Work to complete
Read the data below. Every line holding the string "dépasse" must be copied.

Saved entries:
════════
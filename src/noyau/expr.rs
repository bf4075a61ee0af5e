// src/noyau/expr.rs
//
// AST de réduction (flottants double précision).
// - Case     : case non remplie (jamais évaluable)
// - Lit      : littéral
// - Unaire   : notation spéciale (√, ², log, ×10^, trig…) appliquée à un opérande
// - Binaire  : + - × ÷
// - Fraction : a/b (chemin direct)
//
// IMPORTANT:
// - Les noeuds sont construits puis réduits AUSSITÔT par la réduction (reduction.rs / eval.rs) :
//   un enfant est toujours un Lit (ou une Case). L’arbre ne dépasse jamais un niveau,
//   donc pas de récursion pilotée par la saisie.

use num_traits::ToPrimitive;

use super::erreur::{ErreurCalc, ResultatCalc};
use super::trig::TrigFn;

/// Au-delà, n! dépasse la plage des f64.
pub const FACTORIELLE_MAX: u32 = 170;

#[derive(Clone, Copy, Debug, PartialEq, Eq)]
pub enum Op {
    Plus,
    Moins,
    Fois,
    Divise,
}

impl Op {
    pub fn symbole(self) -> &'static str {
        match self {
            Op::Plus => "+",
            Op::Moins => "-",
            Op::Fois => "*",
            Op::Divise => "/",
        }
    }

    pub fn est_multiplicatif(self) -> bool {
        matches!(self, Op::Fois | Op::Divise)
    }

    pub fn appliquer(self, a: f64, b: f64) -> ResultatCalc<f64> {
        match self {
            Op::Plus => Ok(a + b),
            Op::Moins => Ok(a - b),
            Op::Fois => Ok(a * b),
            Op::Divise => {
                if b == 0.0 {
                    return Err(ErreurCalc::DivisionParZero);
                }
                Ok(a / b)
            }
        }
    }
}

#[derive(Clone, Copy, Debug, PartialEq, Eq)]
pub enum FnUnaire {
    // préfixes
    Racine,
    Log,
    Ln,
    Exp10,
    Oppose, // signe '-' devant un opérande non littéral

    // appel
    Trig(TrigFn),

    // postfixes
    Carre,
    Cube,
    Factorielle,
    Pourcent,
}

impl FnUnaire {
    pub fn symbole(self) -> &'static str {
        match self {
            FnUnaire::Racine => "√",
            FnUnaire::Log => "log",
            FnUnaire::Ln => "ln",
            FnUnaire::Exp10 => "×10^",
            FnUnaire::Oppose => "-",
            FnUnaire::Trig(f) => f.nom(),
            FnUnaire::Carre => "²",
            FnUnaire::Cube => "³",
            FnUnaire::Factorielle => "!",
            FnUnaire::Pourcent => "%",
        }
    }

    pub fn appliquer(self, x: f64) -> ResultatCalc<f64> {
        match self {
            FnUnaire::Racine => {
                if x < 0.0 {
                    return Err(ErreurCalc::HorsDomaine("√"));
                }
                Ok(x.sqrt())
            }
            FnUnaire::Log => {
                if x <= 0.0 {
                    return Err(ErreurCalc::HorsDomaine("log"));
                }
                Ok(x.log10())
            }
            FnUnaire::Ln => {
                if x <= 0.0 {
                    return Err(ErreurCalc::HorsDomaine("ln"));
                }
                Ok(x.ln())
            }
            FnUnaire::Exp10 => Ok(10f64.powf(x)),
            FnUnaire::Oppose => Ok(-x),
            FnUnaire::Trig(f) => f.appliquer(x),
            FnUnaire::Carre => Ok(x * x),
            FnUnaire::Cube => Ok(x * x * x),
            FnUnaire::Factorielle => factorielle(x),
            FnUnaire::Pourcent => Ok(x / 100.0),
        }
    }
}

/// n! itératif : entier naturel, borné à FACTORIELLE_MAX.
fn factorielle(x: f64) -> ResultatCalc<f64> {
    if x < 0.0 || x.fract() != 0.0 {
        return Err(ErreurCalc::HorsDomaine("!"));
    }
    let n = x.to_u32().ok_or(ErreurCalc::Depassement("!"))?;
    if n > FACTORIELLE_MAX {
        return Err(ErreurCalc::Depassement("!"));
    }

    let mut acc = 1.0f64;
    for k in 2..=n {
        acc *= f64::from(k);
    }
    Ok(acc)
}

#[derive(Clone, Debug, PartialEq)]
pub enum Noeud {
    Case,
    Lit(f64),
    Unaire(FnUnaire, Box<Noeud>),
    Binaire(Op, Box<Noeud>, Box<Noeud>),
    Fraction(Box<Noeud>, Box<Noeud>),
}

impl Noeud {
    pub fn unaire(f: FnUnaire, x: Noeud) -> Noeud {
        Noeud::Unaire(f, Box::new(x))
    }

    pub fn binaire(op: Op, a: Noeud, b: Noeud) -> Noeud {
        Noeud::Binaire(op, Box::new(a), Box::new(b))
    }

    pub fn fraction(n: Noeud, d: Noeud) -> Noeud {
        Noeud::Fraction(Box::new(n), Box::new(d))
    }

    /// Réduit le noeud en littéral (un seul niveau : les enfants sont déjà des Lit).
    pub fn reduire(self) -> ResultatCalc<f64> {
        match self {
            Noeud::Case => Err(ErreurCalc::SaisieIncomplete),
            Noeud::Lit(x) => Ok(x),
            Noeud::Unaire(f, x) => f.appliquer(x.litteral()?),
            Noeud::Binaire(op, a, b) => op.appliquer(a.litteral()?, b.litteral()?),
            Noeud::Fraction(n, d) => {
                let (n, d) = (n.litteral()?, d.litteral()?);
                if d == 0.0 {
                    return Err(ErreurCalc::DivisionParZero);
                }
                Ok(n / d)
            }
        }
    }

    fn litteral(&self) -> ResultatCalc<f64> {
        match self {
            Noeud::Lit(x) => Ok(*x),
            Noeud::Case => Err(ErreurCalc::SaisieIncomplete),
            _ => Err(ErreurCalc::ExpressionInvalide),
        }
    }
}
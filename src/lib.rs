// src/lib.rs
//
// Calculatrice de poche — moteur de saisie + évaluation
// -----------------------------------------------------
// - noyau : tampon à cases, résolveur, multiplication implicite, réduction, évaluation, formats
// - app   : moteur (état + touches) exposé à l’interface

pub mod app;
pub mod noyau;

pub use app::{EtatMoteur, Moteur, Touche};
pub use noyau::erreur::ErreurCalc;
pub use noyau::format::FormatAffichage;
════════
Response area
//   un enfant est toujours un Lit (ou une Case). L’arbre ne dépasse jamais un niveau,
/// Au-delà, n! dépasse la plage des f64.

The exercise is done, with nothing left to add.